| Given records |
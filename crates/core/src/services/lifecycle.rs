//! Lifecycle service: start, close and expire room polls.

use chrono::{DateTime, Utc};
use pollhub_common::{AppError, AppResult};
use pollhub_db::{
    entities::room_poll::{self, RoomPollStatus},
    repositories::{RoomPollRepository, RoomRepository},
};
use tracing::{info, warn};

use super::event_publisher::{ChannelKey, PollEventPublisherService};
use crate::identity::Identity;
use crate::lifecycle::{PollLifecycle, Transition};

/// Drives room polls through `pending -> active -> closed`.
#[derive(Clone)]
pub struct LifecycleService {
    room_repo: RoomRepository,
    room_poll_repo: RoomPollRepository,
    publisher: PollEventPublisherService,
}

impl LifecycleService {
    #[must_use]
    pub fn new(
        room_repo: RoomRepository,
        room_poll_repo: RoomPollRepository,
        publisher: PollEventPublisherService,
    ) -> Self {
        Self {
            room_repo,
            room_poll_repo,
            publisher,
        }
    }

    /// Open voting on a pending room poll. Room admin only.
    pub async fn start(
        &self,
        identity: &Identity,
        room_id: &str,
        poll_id: &str,
    ) -> AppResult<room_poll::Model> {
        self.transition(identity, room_id, poll_id, Transition::Start, Utc::now())
            .await
    }

    /// End voting on an active room poll. Room admin only.
    pub async fn close(
        &self,
        identity: &Identity,
        room_id: &str,
        poll_id: &str,
    ) -> AppResult<room_poll::Model> {
        self.transition(identity, room_id, poll_id, Transition::Close, Utc::now())
            .await
    }

    async fn transition(
        &self,
        identity: &Identity,
        room_id: &str,
        poll_id: &str,
        transition: Transition,
        now: DateTime<Utc>,
    ) -> AppResult<room_poll::Model> {
        let room = self.room_repo.get_by_id(room_id).await?;
        if !room.is_admin(&identity.user_id) {
            return Err(AppError::Forbidden(format!(
                "Only the room admin can {transition} polls"
            )));
        }

        let record = self
            .room_poll_repo
            .find_in_room(room_id, poll_id)
            .await?
            .ok_or_else(|| AppError::NotFound(format!("Poll not found in room: {poll_id}")))?;

        // An expired poll is closed whether or not the expiry was persisted yet
        let record = self.refresh(&record, now).await?;
        let current = PollLifecycle::from_model(&record);
        let next = current.apply(transition, now)?;

        let updated = self
            .room_poll_repo
            .update_if_status(poll_id, current.status, next.update())
            .await?;
        if !updated {
            return Err(AppError::Conflict(format!(
                "Poll {poll_id} changed status concurrently"
            )));
        }

        info!(
            room_id,
            poll_id,
            user_id = %identity.user_id,
            from = %current.status,
            to = %next.status,
            "Poll status changed"
        );
        self.announce(&record, next.status, transition).await;

        Ok(next.to_model(&record))
    }

    /// Persist an expiry observed on `record`, if any.
    ///
    /// Returns the record as it stands at `now`. Viewers are notified only
    /// by the caller whose conditional update performed the close.
    pub async fn refresh(
        &self,
        record: &room_poll::Model,
        now: DateTime<Utc>,
    ) -> AppResult<room_poll::Model> {
        self.expire(record, now).await.map(|(current, _)| current)
    }

    /// Close every active poll past its deadline.
    ///
    /// Returns how many this call closed; polls another writer closed first
    /// are not counted.
    pub async fn sweep(&self, now: DateTime<Utc>) -> AppResult<u64> {
        let mut closed = 0;
        for record in self.room_poll_repo.find_active().await? {
            if !PollLifecycle::from_model(&record).is_expired(now) {
                continue;
            }
            let (_, won) = self.expire(&record, now).await?;
            if won {
                closed += 1;
            }
        }
        Ok(closed)
    }

    /// Apply a due expiry. The flag is true when this call wrote it.
    async fn expire(
        &self,
        record: &room_poll::Model,
        now: DateTime<Utc>,
    ) -> AppResult<(room_poll::Model, bool)> {
        let current = PollLifecycle::from_model(record);
        let Ok(expired) = current.apply(Transition::Expire, now) else {
            return Ok((record.clone(), false));
        };

        let updated = self
            .room_poll_repo
            .update_if_status(&record.poll_id, RoomPollStatus::Active, expired.update())
            .await?;
        if updated {
            info!(
                room_id = %record.room_id,
                poll_id = %record.poll_id,
                "Poll expired"
            );
            self.announce(record, expired.status, Transition::Expire).await;
        }

        Ok((expired.to_model(record), updated))
    }

    async fn announce(&self, record: &room_poll::Model, status: RoomPollStatus, transition: Transition) {
        let key = ChannelKey::new(&record.room_id, &record.poll_id);
        if let Err(e) = self
            .publisher
            .publish_status_changed(&key, status, Some(transition.message()))
            .await
        {
            warn!(error = %e, channel = %key, "Failed to publish status change");
        }
    }
}
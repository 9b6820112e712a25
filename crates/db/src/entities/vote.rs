//! Vote entity: one row per (poll, user).

use sea_orm::entity::prelude::*;
use serde::{Deserialize, Serialize};

#[derive(Clone, Debug, PartialEq, Eq, DeriveEntityModel, Serialize, Deserialize)]
#[sea_orm(table_name = "vote")]
pub struct Model {
    #[sea_orm(primary_key, auto_increment = false)]
    pub id: String,

    /// Unique together with `user_id` (`idx_vote_poll_user`)
    #[sea_orm(indexed)]
    pub poll_id: String,

    #[sea_orm(indexed)]
    pub user_id: String,

    /// 1-based option index
    pub option_selected: i32,

    pub voted_at: DateTimeWithTimeZone,
}

#[derive(Copy, Clone, Debug, EnumIter, DeriveRelation)]
pub enum Relation {
    #[sea_orm(
        belongs_to = "super::poll::Entity",
        from = "Column::PollId",
        to = "super::poll::Column::Id",
        on_delete = "Cascade"
    )]
    Poll,
    #[sea_orm(
        belongs_to = "super::user::Entity",
        from = "Column::UserId",
        to = "super::user::Column::Id",
        on_delete = "Cascade"
    )]
    User,
}

impl Related<super::poll::Entity> for Entity {
    fn to() -> RelationDef {
        Relation::Poll.def()
    }
}

impl Related<super::user::Entity> for Entity {
    fn to() -> RelationDef {
        Relation::User.def()
    }
}

impl ActiveModelBehavior for ActiveModel {}
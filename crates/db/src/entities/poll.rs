//! Poll entity.
//!
//! A poll is either global (`room_id` is NULL, open until `end_time`) or
//! scoped to a room, in which case a [`super::room_poll`] row carries its
//! lifecycle.

use sea_orm::entity::prelude::*;
use serde::{Deserialize, Serialize};

#[derive(Clone, Debug, PartialEq, Eq, DeriveEntityModel, Serialize, Deserialize)]
#[sea_orm(table_name = "poll")]
pub struct Model {
    #[sea_orm(primary_key, auto_increment = false)]
    pub id: String,

    #[sea_orm(column_type = "Text")]
    pub question: String,

    pub option1: String,

    pub option2: String,

    #[sea_orm(nullable)]
    pub option3: Option<String>,

    #[sea_orm(nullable)]
    pub option4: Option<String>,

    /// Image reference (URL or drive key), not the image itself
    #[sea_orm(nullable)]
    pub image: Option<String>,

    /// NULL for global polls
    #[sea_orm(indexed, nullable)]
    pub room_id: Option<String>,

    #[sea_orm(indexed)]
    pub created_by: String,

    pub created_at: DateTimeWithTimeZone,

    /// Closing instant for global polls. Informational for room polls,
    /// whose lifecycle record is authoritative.
    pub end_time: DateTimeWithTimeZone,
}

impl Model {
    /// Label of a 1-based option, if that option exists on this poll.
    #[must_use]
    pub fn option_label(&self, option: i32) -> Option<&str> {
        match option {
            1 => Some(self.option1.as_str()),
            2 => Some(self.option2.as_str()),
            3 => self.option3.as_deref(),
            4 => self.option4.as_deref(),
            _ => None,
        }
    }
}

#[derive(Copy, Clone, Debug, EnumIter, DeriveRelation)]
pub enum Relation {
    #[sea_orm(
        belongs_to = "super::user::Entity",
        from = "Column::CreatedBy",
        to = "super::user::Column::Id",
        on_delete = "Cascade"
    )]
    Creator,
    #[sea_orm(
        belongs_to = "super::room::Entity",
        from = "Column::RoomId",
        to = "super::room::Column::Id",
        on_delete = "Cascade"
    )]
    Room,
    #[sea_orm(has_one = "super::room_poll::Entity")]
    Lifecycle,
    #[sea_orm(has_many = "super::vote::Entity")]
    Votes,
}

impl Related<super::user::Entity> for Entity {
    fn to() -> RelationDef {
        Relation::Creator.def()
    }
}

impl Related<super::room::Entity> for Entity {
    fn to() -> RelationDef {
        Relation::Room.def()
    }
}

impl Related<super::room_poll::Entity> for Entity {
    fn to() -> RelationDef {
        Relation::Lifecycle.def()
    }
}

impl Related<super::vote::Entity> for Entity {
    fn to() -> RelationDef {
        Relation::Votes.def()
    }
}

impl ActiveModelBehavior for ActiveModel {}
//! User entity.
//!
//! Accounts are managed outside this service; the table is read for
//! bearer-token authentication and display names.

use sea_orm::entity::prelude::*;
use serde::{Deserialize, Serialize};

#[derive(Clone, Debug, PartialEq, Eq, DeriveEntityModel, Serialize, Deserialize)]
#[sea_orm(table_name = "user")]
pub struct Model {
    #[sea_orm(primary_key, auto_increment = false)]
    pub id: String,

    #[sea_orm(unique)]
    pub username: String,

    /// Display name
    #[sea_orm(nullable)]
    pub name: Option<String>,

    /// Access token
    #[sea_orm(unique, nullable)]
    #[serde(skip_serializing)]
    pub token: Option<String>,

    /// Site administrator (may create and delete global polls)
    #[sea_orm(default_value = false)]
    pub is_admin: bool,

    pub created_at: DateTimeWithTimeZone,
}

impl Model {
    /// Name shown to other viewers: display name, falling back to username.
    #[must_use]
    pub fn display_name(&self) -> &str {
        self.name.as_deref().unwrap_or(&self.username)
    }
}

#[derive(Copy, Clone, Debug, EnumIter, DeriveRelation)]
pub enum Relation {
    #[sea_orm(has_many = "super::poll::Entity")]
    Polls,
    #[sea_orm(has_many = "super::vote::Entity")]
    Votes,
    #[sea_orm(has_many = "super::room_member::Entity")]
    Memberships,
}

impl Related<super::poll::Entity> for Entity {
    fn to() -> RelationDef {
        Relation::Polls.def()
    }
}

impl Related<super::vote::Entity> for Entity {
    fn to() -> RelationDef {
        Relation::Votes.def()
    }
}

impl Related<super::room_member::Entity> for Entity {
    fn to() -> RelationDef {
        Relation::Memberships.def()
    }
}

impl ActiveModelBehavior for ActiveModel {}
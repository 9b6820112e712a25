//! Tally service.

use std::collections::HashMap;

use pollhub_common::AppResult;
use pollhub_db::repositories::VoteRepository;

use crate::tally::Tally;

/// Computes tallies from the vote ledger.
#[derive(Clone)]
pub struct TallyService {
    vote_repo: VoteRepository,
}

impl TallyService {
    #[must_use]
    pub const fn new(vote_repo: VoteRepository) -> Self {
        Self { vote_repo }
    }

    /// Tally one poll with a single grouped query.
    pub async fn compute(&self, poll_id: &str) -> AppResult<Tally> {
        let rows = self.vote_repo.count_by_option(poll_id).await?;
        Ok(Tally::from_rows(
            rows.into_iter().map(|r| (r.option_selected, r.vote_count)),
        ))
    }

    /// Tally several polls with a single grouped query.
    ///
    /// Every requested poll gets an entry, zero if it has no votes.
    pub async fn compute_many(&self, poll_ids: &[String]) -> AppResult<HashMap<String, Tally>> {
        let mut tallies: HashMap<String, Tally> = poll_ids
            .iter()
            .map(|id| (id.clone(), Tally::default()))
            .collect();

        let mut rows: HashMap<String, Vec<(i32, i64)>> = HashMap::new();
        for row in self.vote_repo.count_by_option_many(poll_ids).await? {
            rows.entry(row.poll_id)
                .or_default()
                .push((row.option_selected, row.vote_count));
        }
        for (poll_id, counts) in rows {
            tallies.insert(poll_id, Tally::from_rows(counts));
        }

        Ok(tallies)
    }
}
//! Create poll table migration.

use sea_orm_migration::prelude::*;

#[derive(DeriveMigrationName)]
pub struct Migration;

#[async_trait::async_trait]
impl MigrationTrait for Migration {
    async fn up(&self, manager: &SchemaManager) -> Result<(), DbErr> {
        manager
            .create_table(
                Table::create()
                    .table(Poll::Table)
                    .if_not_exists()
                    .col(
                        ColumnDef::new(Poll::Id)
                            .string_len(32)
                            .not_null()
                            .primary_key(),
                    )
                    .col(ColumnDef::new(Poll::Question).text().not_null())
                    .col(ColumnDef::new(Poll::Option1).string_len(256).not_null())
                    .col(ColumnDef::new(Poll::Option2).string_len(256).not_null())
                    .col(ColumnDef::new(Poll::Option3).string_len(256))
                    .col(ColumnDef::new(Poll::Option4).string_len(256))
                    .col(ColumnDef::new(Poll::Image).string_len(1024))
                    .col(ColumnDef::new(Poll::RoomId).string_len(32))
                    .col(ColumnDef::new(Poll::CreatedBy).string_len(32).not_null())
                    .col(
                        ColumnDef::new(Poll::CreatedAt)
                            .timestamp_with_time_zone()
                            .not_null()
                            .default(Expr::current_timestamp()),
                    )
                    .col(
                        ColumnDef::new(Poll::EndTime)
                            .timestamp_with_time_zone()
                            .not_null(),
                    )
                    .foreign_key(
                        ForeignKey::create()
                            .name("fk_poll_created_by")
                            .from(Poll::Table, Poll::CreatedBy)
                            .to(User::Table, User::Id)
                            .on_delete(ForeignKeyAction::Cascade),
                    )
                    .foreign_key(
                        ForeignKey::create()
                            .name("fk_poll_room")
                            .from(Poll::Table, Poll::RoomId)
                            .to(Room::Table, Room::Id)
                            .on_delete(ForeignKeyAction::Cascade),
                    )
                    .to_owned(),
            )
            .await?;

        // Index: room_id (room poll listings)
        manager
            .create_index(
                Index::create()
                    .name("idx_poll_room_id")
                    .table(Poll::Table)
                    .col(Poll::RoomId)
                    .to_owned(),
            )
            .await?;

        manager
            .create_index(
                Index::create()
                    .name("idx_poll_created_by")
                    .table(Poll::Table)
                    .col(Poll::CreatedBy)
                    .to_owned(),
            )
            .await?;

        // Index: end_time (active/finished global poll listings)
        manager
            .create_index(
                Index::create()
                    .name("idx_poll_end_time")
                    .table(Poll::Table)
                    .col(Poll::EndTime)
                    .to_owned(),
            )
            .await
    }

    async fn down(&self, manager: &SchemaManager) -> Result<(), DbErr> {
        manager
            .drop_table(Table::drop().table(Poll::Table).to_owned())
            .await
    }
}

#[derive(Iden)]
enum Poll {
    Table,
    Id,
    Question,
    Option1,
    Option2,
    Option3,
    Option4,
    Image,
    RoomId,
    CreatedBy,
    CreatedAt,
    EndTime,
}

#[derive(Iden)]
enum User {
    Table,
    Id,
}

#[derive(Iden)]
enum Room {
    Table,
    Id,
}
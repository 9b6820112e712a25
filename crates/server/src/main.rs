//! pollhub server entry point.

use std::sync::Arc;

use axum::{Router, middleware, routing::get};
use pollhub_api::{
    middleware::{AppState, auth_middleware},
    router as api_router, streaming_handler,
};
use pollhub_common::Config;
use pollhub_core::scheduler::{SchedulerConfig, run_scheduler};
use tokio::signal;
use tower_http::{
    cors::{Any, CorsLayer},
    trace::TraceLayer,
};
use tracing::info;
use tracing_subscriber::{layer::SubscriberExt, util::SubscriberInitExt};

/// Waits for a shutdown signal (SIGINT or SIGTERM).
///
/// On Unix systems, this listens for both SIGINT (Ctrl+C) and SIGTERM.
/// On Windows, this only listens for Ctrl+C.
async fn shutdown_signal() {
    let ctrl_c = async {
        signal::ctrl_c()
            .await
            .expect("failed to install Ctrl+C handler");
    };

    #[cfg(unix)]
    let terminate = async {
        signal::unix::signal(signal::unix::SignalKind::terminate())
            .expect("failed to install signal handler")
            .recv()
            .await;
    };

    #[cfg(not(unix))]
    let terminate = std::future::pending::<()>();

    tokio::select! {
        () = ctrl_c => {
            info!("Received SIGINT, initiating graceful shutdown...");
        },
        () = terminate => {
            info!("Received SIGTERM, initiating graceful shutdown...");
        },
    }
}

#[tokio::main]
async fn main() -> Result<(), Box<dyn std::error::Error>> {
    // Initialize tracing
    tracing_subscriber::registry()
        .with(tracing_subscriber::fmt::layer())
        .with(
            tracing_subscriber::EnvFilter::try_from_default_env()
                .unwrap_or_else(|_| "pollhub=debug,tower_http=debug".into()),
        )
        .init();

    info!("Starting pollhub server...");

    // Load configuration
    let config = Config::load()?;

    // Connect to database
    let db = Arc::new(pollhub_db::init(&config).await?);
    info!("Connected to database");

    // Run migrations
    info!("Running database migrations...");
    pollhub_db::migrate(&db).await?;
    info!("Migrations completed");

    let state = AppState::new(db, &config.polls);

    // Expired room polls are also closed lazily on access
    let sweeper = config.polls.sweep_interval().map(|expiry_sweep_interval| {
        info!(?expiry_sweep_interval, "Starting expiry sweep");
        run_scheduler(
            SchedulerConfig {
                expiry_sweep_interval,
            },
            Arc::new(state.lifecycle_service.clone()),
        )
    });

    let app = Router::new()
        .route("/streaming", get(streaming_handler))
        .nest("/api", api_router())
        .layer(middleware::from_fn_with_state(
            state.clone(),
            auth_middleware,
        ))
        .layer(TraceLayer::new_for_http())
        .layer(
            CorsLayer::new()
                .allow_origin(Any)
                .allow_methods(Any)
                .allow_headers(Any),
        )
        .with_state(state);

    // Start server with graceful shutdown
    let listener =
        tokio::net::TcpListener::bind((config.server.host.as_str(), config.server.port)).await?;
    info!("Listening on {}", listener.local_addr()?);

    axum::serve(listener, app)
        .with_graceful_shutdown(shutdown_signal())
        .await?;

    if let Some(sweeper) = sweeper {
        sweeper.abort();
    }

    info!("Server shutdown complete");
    Ok(())
}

| Task objective |
Which lines in the listing have the string "token"? Pick them out and copy them.

| Task response |
//! bearer-token authentication and display names.
    /// Access token
    pub token: Option<String>,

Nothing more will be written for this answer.